For today’s blog I wanted to share with you a new metaphysical article from the Federal Committee on Publication site. This blog is about a December trip that Christian Scientists from Delaware took to visit Capitol Hill to talk to their representatives about a legislative effort  to promote an exemption to purchase health insurance as required by the Affordable Care Act. Josephine Bayard, an interior designer and owner of Plain and Fancy Interiors in Wilmington, initially felt a strong resistance to making the trip. She writes about how she worked through her sense of “I didn’t want to go” and ended up finishing the day thinking, “I’m glad I went.” This article can be found here: From “I didn’t want to go to I’m glad I went”: armed with spiritual clarity on Capitol Hill and is written by Josephine Bayard.

I didn’t want to go.

For so long I had felt inadequate, uninformed, and unwilling to try to represent Christian Science publicly. Finally, Christ broke through that resistance with the thought that Mrs. Eddy asked members to show up for various assignments on short notice regardless of their resume, obligations at home, or lack of self-confidence. I have always admired those early workers and now it was my turn.

Alfred Farlow’s metaphysical points were surprisingly relevant in 2013! His mention of fairness and justice struck me as all that we are asking of our legislators in their provisions for Christian Scientists. Considering our Constitution, fairness and justice are not too much to ask, and this strengthened my resolve and confidence in our mission.
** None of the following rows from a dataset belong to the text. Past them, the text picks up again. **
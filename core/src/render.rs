//! Chart rendering to PNG.
//!
//! RULE: every chart is written to disk before it is offered to a
//! display. Display failures are logged and swallowed; a failed save
//! aborts the run.

use crate::{
    analyzer::{Analysis, CorrelationMatrix, Distribution, GroupRevenue},
    config::AnalysisConfig,
    error::{AnalysisError, AnalysisResult},
};
use plotters::prelude::*;
use plotters::style::text_anchor::{HPos, Pos, VPos};
use std::error::Error;
use std::path::{Path, PathBuf};

type DrawResult = Result<(), Box<dyn Error>>;

const FONT: &str = "sans-serif";
const BAR_HALF_WIDTH: f64 = 0.4;

// ── Seams ────────────────────────────────────────────────────────────────────

/// One figure that knows how to draw itself into a file.
pub trait Chart {
    /// Stable identifier used in logs and errors.
    fn name(&self) -> &'static str;

    fn file_name(&self) -> &str;

    fn draw(&self, path: &Path) -> AnalysisResult<()>;
}

/// Where saved charts are shown after persistence.
pub trait ChartDisplay {
    fn show(&self, path: &Path) -> anyhow::Result<()>;
}

/// No screen attached: showing a chart is a logged no-op.
pub struct HeadlessDisplay;

impl ChartDisplay for HeadlessDisplay {
    fn show(&self, path: &Path) -> anyhow::Result<()> {
        log::debug!("headless: not displaying {}", path.display());
        Ok(())
    }
}

pub struct Renderer<'a> {
    output_dir: PathBuf,
    display: &'a dyn ChartDisplay,
}

impl<'a> Renderer<'a> {
    pub fn new(output_dir: impl Into<PathBuf>, display: &'a dyn ChartDisplay) -> Self {
        Self {
            output_dir: output_dir.into(),
            display,
        }
    }

    /// Save each chart, then offer it to the display.
    /// Returns the written paths in chart order.
    pub fn render_all(&self, charts: &[Box<dyn Chart + '_>]) -> AnalysisResult<Vec<PathBuf>> {
        let mut written = Vec::with_capacity(charts.len());
        for chart in charts {
            let path = self.output_dir.join(chart.file_name());
            chart.draw(&path)?;
            log::info!("saved {} chart to {}", chart.name(), path.display());

            if let Err(e) = self.display.show(&path) {
                log::warn!("could not display {}: {e:#}", chart.name());
            }
            written.push(path);
        }
        Ok(written)
    }
}

/// The four charts of a standard run, in output order.
pub fn standard_charts<'a>(analysis: &'a Analysis, config: &'a AnalysisConfig) -> Vec<Box<dyn Chart + 'a>> {
    vec![
        Box::new(CategoryRevenueChart {
            revenue: &analysis.revenue_by_category,
            currency: &config.currency,
            file_name: &config.charts.by_category,
        }),
        Box::new(CityRevenueChart {
            revenue: &analysis.revenue_by_city,
            currency: &config.currency,
            file_name: &config.charts.by_city,
        }),
        Box::new(CorrelationHeatmap {
            matrix: &analysis.correlation,
            file_name: &config.charts.correlation,
        }),
        Box::new(DistributionChart {
            distribution: &analysis.total_distribution,
            currency: &config.currency,
            file_name: &config.charts.distribution,
        }),
    ]
}

fn render_error(chart: &'static str, err: Box<dyn Error>) -> AnalysisError {
    AnalysisError::Render {
        chart,
        message: err.to_string(),
    }
}

// ── Charts ───────────────────────────────────────────────────────────────────

/// Horizontal bars, highest revenue on top.
pub struct CategoryRevenueChart<'a> {
    pub revenue: &'a [GroupRevenue],
    pub currency: &'a str,
    pub file_name: &'a str,
}

impl CategoryRevenueChart<'_> {
    fn draw_inner(&self, path: &Path) -> DrawResult {
        let root = BitMapBackend::new(path, (1000, 600)).into_drawing_area();
        root.fill(&WHITE)?;

        let n = self.revenue.len();
        let x_max = axis_max(self.revenue.iter().map(|g| g.revenue));
        // rank 0 is drawn at the top slot
        let slot = |rank: usize| (n - 1 - rank) as f64;
        let label_for = |v: &f64| slot_label(*v, n, |s| self.revenue[n - 1 - s].key.as_str());

        let mut chart = ChartBuilder::on(&root)
            .caption("Total revenue by product category", (FONT, 26))
            .margin(15)
            .x_label_area_size(45)
            .y_label_area_size(130)
            .build_cartesian_2d(0f64..x_max, -0.5f64..(n as f64 - 0.5))?;

        chart
            .configure_mesh()
            .disable_y_mesh()
            .y_labels(n)
            .y_label_formatter(&label_for)
            .x_label_formatter(&|v| format!("{v:.0}"))
            .x_desc(format!("Revenue ({})", self.currency))
            .y_desc("Product category")
            .draw()?;

        chart.draw_series(self.revenue.iter().enumerate().map(|(rank, g)| {
            let y = slot(rank);
            Rectangle::new(
                [(0.0, y - BAR_HALF_WIDTH), (g.revenue, y + BAR_HALF_WIDTH)],
                BLUE.mix(0.7).filled(),
            )
        }))?;

        root.present()?;
        Ok(())
    }
}

impl Chart for CategoryRevenueChart<'_> {
    fn name(&self) -> &'static str {
        "sales_by_category"
    }

    fn file_name(&self) -> &str {
        self.file_name
    }

    fn draw(&self, path: &Path) -> AnalysisResult<()> {
        self.draw_inner(path).map_err(|e| render_error(self.name(), e))
    }
}

/// Vertical bars, one per city.
pub struct CityRevenueChart<'a> {
    pub revenue: &'a [GroupRevenue],
    pub currency: &'a str,
    pub file_name: &'a str,
}

impl CityRevenueChart<'_> {
    fn draw_inner(&self, path: &Path) -> DrawResult {
        let root = BitMapBackend::new(path, (800, 500)).into_drawing_area();
        root.fill(&WHITE)?;

        let n = self.revenue.len();
        let y_max = axis_max(self.revenue.iter().map(|g| g.revenue));
        let label_for = |v: &f64| slot_label(*v, n, |s| self.revenue[s].key.as_str());

        let mut chart = ChartBuilder::on(&root)
            .caption("Revenue by city", (FONT, 24))
            .margin(15)
            .x_label_area_size(45)
            .y_label_area_size(80)
            .build_cartesian_2d(-0.5f64..(n as f64 - 0.5), 0f64..y_max)?;

        chart
            .configure_mesh()
            .disable_x_mesh()
            .x_labels(n)
            .x_label_formatter(&label_for)
            .y_label_formatter(&|v| format!("{v:.0}"))
            .x_desc("City")
            .y_desc(format!("Revenue ({})", self.currency))
            .draw()?;

        chart.draw_series(self.revenue.iter().enumerate().map(|(i, g)| {
            let x = i as f64;
            Rectangle::new(
                [(x - BAR_HALF_WIDTH, 0.0), (x + BAR_HALF_WIDTH, g.revenue)],
                GREEN.mix(0.7).filled(),
            )
        }))?;

        root.present()?;
        Ok(())
    }
}

impl Chart for CityRevenueChart<'_> {
    fn name(&self) -> &'static str {
        "sales_by_city"
    }

    fn file_name(&self) -> &str {
        self.file_name
    }

    fn draw(&self, path: &Path) -> AnalysisResult<()> {
        self.draw_inner(path).map_err(|e| render_error(self.name(), e))
    }
}

/// Annotated heatmap; row 0 is drawn at the top.
pub struct CorrelationHeatmap<'a> {
    pub matrix: &'a CorrelationMatrix,
    pub file_name: &'a str,
}

impl CorrelationHeatmap<'_> {
    fn draw_inner(&self, path: &Path) -> DrawResult {
        let root = BitMapBackend::new(path, (800, 600)).into_drawing_area();
        root.fill(&WHITE)?;

        let k = self.matrix.size();
        let span = -0.5f64..(k as f64 - 0.5);
        let labels = &self.matrix.labels;
        let col_label = |v: &f64| slot_label(*v, k, |s| labels[s].name());
        let row_label = |v: &f64| slot_label(*v, k, |s| labels[k - 1 - s].name());

        let mut chart = ChartBuilder::on(&root)
            .caption("Correlation matrix", (FONT, 24))
            .margin(15)
            .x_label_area_size(45)
            .y_label_area_size(100)
            .build_cartesian_2d(span.clone(), span)?;

        chart
            .configure_mesh()
            .disable_mesh()
            .x_labels(k)
            .y_labels(k)
            .x_label_formatter(&col_label)
            .y_label_formatter(&row_label)
            .draw()?;

        let cells: Vec<(f64, f64, f64)> = (0..k)
            .flat_map(|r| (0..k).map(move |c| (r, c)))
            .map(|(r, c)| (c as f64, (k - 1 - r) as f64, self.matrix.get(r, c)))
            .collect();

        chart.draw_series(cells.iter().map(|&(x, y, value)| {
            Rectangle::new(
                [(x - 0.5, y - 0.5), (x + 0.5, y + 0.5)],
                coolwarm(value).filled(),
            )
        }))?;

        let annotation = (FONT, 22)
            .into_font()
            .color(&BLACK)
            .pos(Pos::new(HPos::Center, VPos::Center));
        chart.draw_series(cells.iter().map(|&(x, y, value)| {
            Text::new(annotate(value), (x, y), annotation.clone())
        }))?;

        root.present()?;
        Ok(())
    }
}

impl Chart for CorrelationHeatmap<'_> {
    fn name(&self) -> &'static str {
        "correlation_matrix"
    }

    fn file_name(&self) -> &str {
        self.file_name
    }

    fn draw(&self, path: &Path) -> AnalysisResult<()> {
        self.draw_inner(path).map_err(|e| render_error(self.name(), e))
    }
}

/// Histogram of transaction totals with the density overlay.
pub struct DistributionChart<'a> {
    pub distribution: &'a Distribution,
    pub currency: &'a str,
    pub file_name: &'a str,
}

impl DistributionChart<'_> {
    fn draw_inner(&self, path: &Path) -> DrawResult {
        let root = BitMapBackend::new(path, (1000, 600)).into_drawing_area();
        root.fill(&WHITE)?;

        let hist = &self.distribution.histogram;
        let x_min = hist.edges.first().copied().unwrap_or(0.0);
        let x_max = hist.edges.last().copied().unwrap_or(1.0);
        let peak = self
            .distribution
            .density
            .iter()
            .map(|(_, d)| *d)
            .fold(hist.max_count() as f64, f64::max);
        let y_max = axis_max(std::iter::once(peak));

        let mut chart = ChartBuilder::on(&root)
            .caption("Distribution of transaction revenue", (FONT, 26))
            .margin(15)
            .x_label_area_size(45)
            .y_label_area_size(60)
            .build_cartesian_2d(x_min..x_max, 0f64..y_max)?;

        chart
            .configure_mesh()
            .x_label_formatter(&|v| format!("{v:.0}"))
            .y_label_formatter(&|v| format!("{v:.0}"))
            .x_desc(format!("Revenue ({})", self.currency))
            .y_desc("Frequency")
            .draw()?;

        chart.draw_series(hist.counts.iter().enumerate().map(|(i, count)| {
            Rectangle::new(
                [(hist.edges[i], 0.0), (hist.edges[i + 1], *count as f64)],
                BLUE.mix(0.45).filled(),
            )
        }))?;

        if !self.distribution.density.is_empty() {
            chart.draw_series(LineSeries::new(
                self.distribution.density.iter().copied(),
                BLUE.stroke_width(2),
            ))?;
        }

        root.present()?;
        Ok(())
    }
}

impl Chart for DistributionChart<'_> {
    fn name(&self) -> &'static str {
        "sales_distribution"
    }

    fn file_name(&self) -> &str {
        self.file_name
    }

    fn draw(&self, path: &Path) -> AnalysisResult<()> {
        self.draw_inner(path).map_err(|e| render_error(self.name(), e))
    }
}

// ── Helpers ──────────────────────────────────────────────────────────────────

/// Upper axis bound with 5% headroom; never zero.
fn axis_max(values: impl Iterator<Item = f64>) -> f64 {
    let max = values.filter(|v| v.is_finite()).fold(0.0, f64::max);
    if max > 0.0 {
        max * 1.05
    } else {
        1.0
    }
}

/// Label for an integer slot on a float axis, empty between slots.
fn slot_label<'s>(value: f64, slots: usize, label: impl Fn(usize) -> &'s str) -> String {
    let rounded = value.round();
    if (value - rounded).abs() > 1e-6 || rounded < 0.0 || rounded as usize >= slots {
        return String::new();
    }
    label(rounded as usize).to_string()
}

fn annotate(value: f64) -> String {
    if value.is_nan() {
        "nan".to_string()
    } else {
        format!("{value:.2}")
    }
}

/// Diverging blue-white-red palette over [-1, 1]; NaN is grey.
pub fn coolwarm(value: f64) -> RGBColor {
    const COLD: (f64, f64, f64) = (59.0, 76.0, 192.0);
    const MID: (f64, f64, f64) = (221.0, 221.0, 221.0);
    const WARM: (f64, f64, f64) = (180.0, 4.0, 38.0);

    if value.is_nan() {
        return RGBColor(160, 160, 160);
    }
    let v = value.clamp(-1.0, 1.0);
    let (from, to, t) = if v < 0.0 { (MID, COLD, -v) } else { (MID, WARM, v) };
    let lerp = |a: f64, b: f64| (a + (b - a) * t).round() as u8;
    RGBColor(lerp(from.0, to.0), lerp(from.1, to.1), lerp(from.2, to.2))
}

#[cfg(test)]
mod tests {
    use super::*;

    #[test]
    fn coolwarm_endpoints() {
        assert_eq!(coolwarm(-1.0), RGBColor(59, 76, 192));
        assert_eq!(coolwarm(0.0), RGBColor(221, 221, 221));
        assert_eq!(coolwarm(1.0), RGBColor(180, 4, 38));
        assert_eq!(coolwarm(5.0), coolwarm(1.0));
        assert_eq!(coolwarm(f64::NAN), RGBColor(160, 160, 160));
    }

    #[test]
    fn slot_labels_only_on_integer_positions() {
        let names = ["a", "b", "c"];
        assert_eq!(slot_label(1.0, 3, |i| names[i]), "b");
        assert_eq!(slot_label(0.5, 3, |i| names[i]), "");
        assert_eq!(slot_label(3.0, 3, |i| names[i]), "");
        assert_eq!(slot_label(-1.0, 3, |i| names[i]), "");
    }

    #[test]
    fn axis_max_has_headroom_and_floor() {
        assert!((axis_max([10.0, 20.0].into_iter()) - 21.0).abs() < 1e-12);
        assert_eq!(axis_max(std::iter::empty()), 1.0);
        assert_eq!(axis_max([f64::NAN].into_iter()), 1.0);
    }

    #[test]
    fn annotations_use_two_decimals() {
        assert_eq!(annotate(0.123_456), "0.12");
        assert_eq!(annotate(1.0), "1.00");
        assert_eq!(annotate(f64::NAN), "nan");
    }
}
His reminders to stay awake did keep me focused when my mind wandered during discussion of political ramifications. I could feel myself beginning to daydream about the artistry of the architecture, and lovely lunch we had shared. Very quickly Farlow’s words came to me, “my usefulness to the Cause is in proportion to my wakefulness.”

In preparing for the day, I noticed the story of the man healed of a withered hand in the lesson. I felt the Christ calling me to “stand forth” – stand up for what I knew to be the Truth, and “stretch forth” – extend my conviction beyond my comfort zone, trusting the Comforter, in the zone of divine Love, to govern man. Bearing witness to the patience and persistence of the Federal Office as it performs its vital work with our Congressmen and women, was evidence that the restoration of justice and fairness was and is going on.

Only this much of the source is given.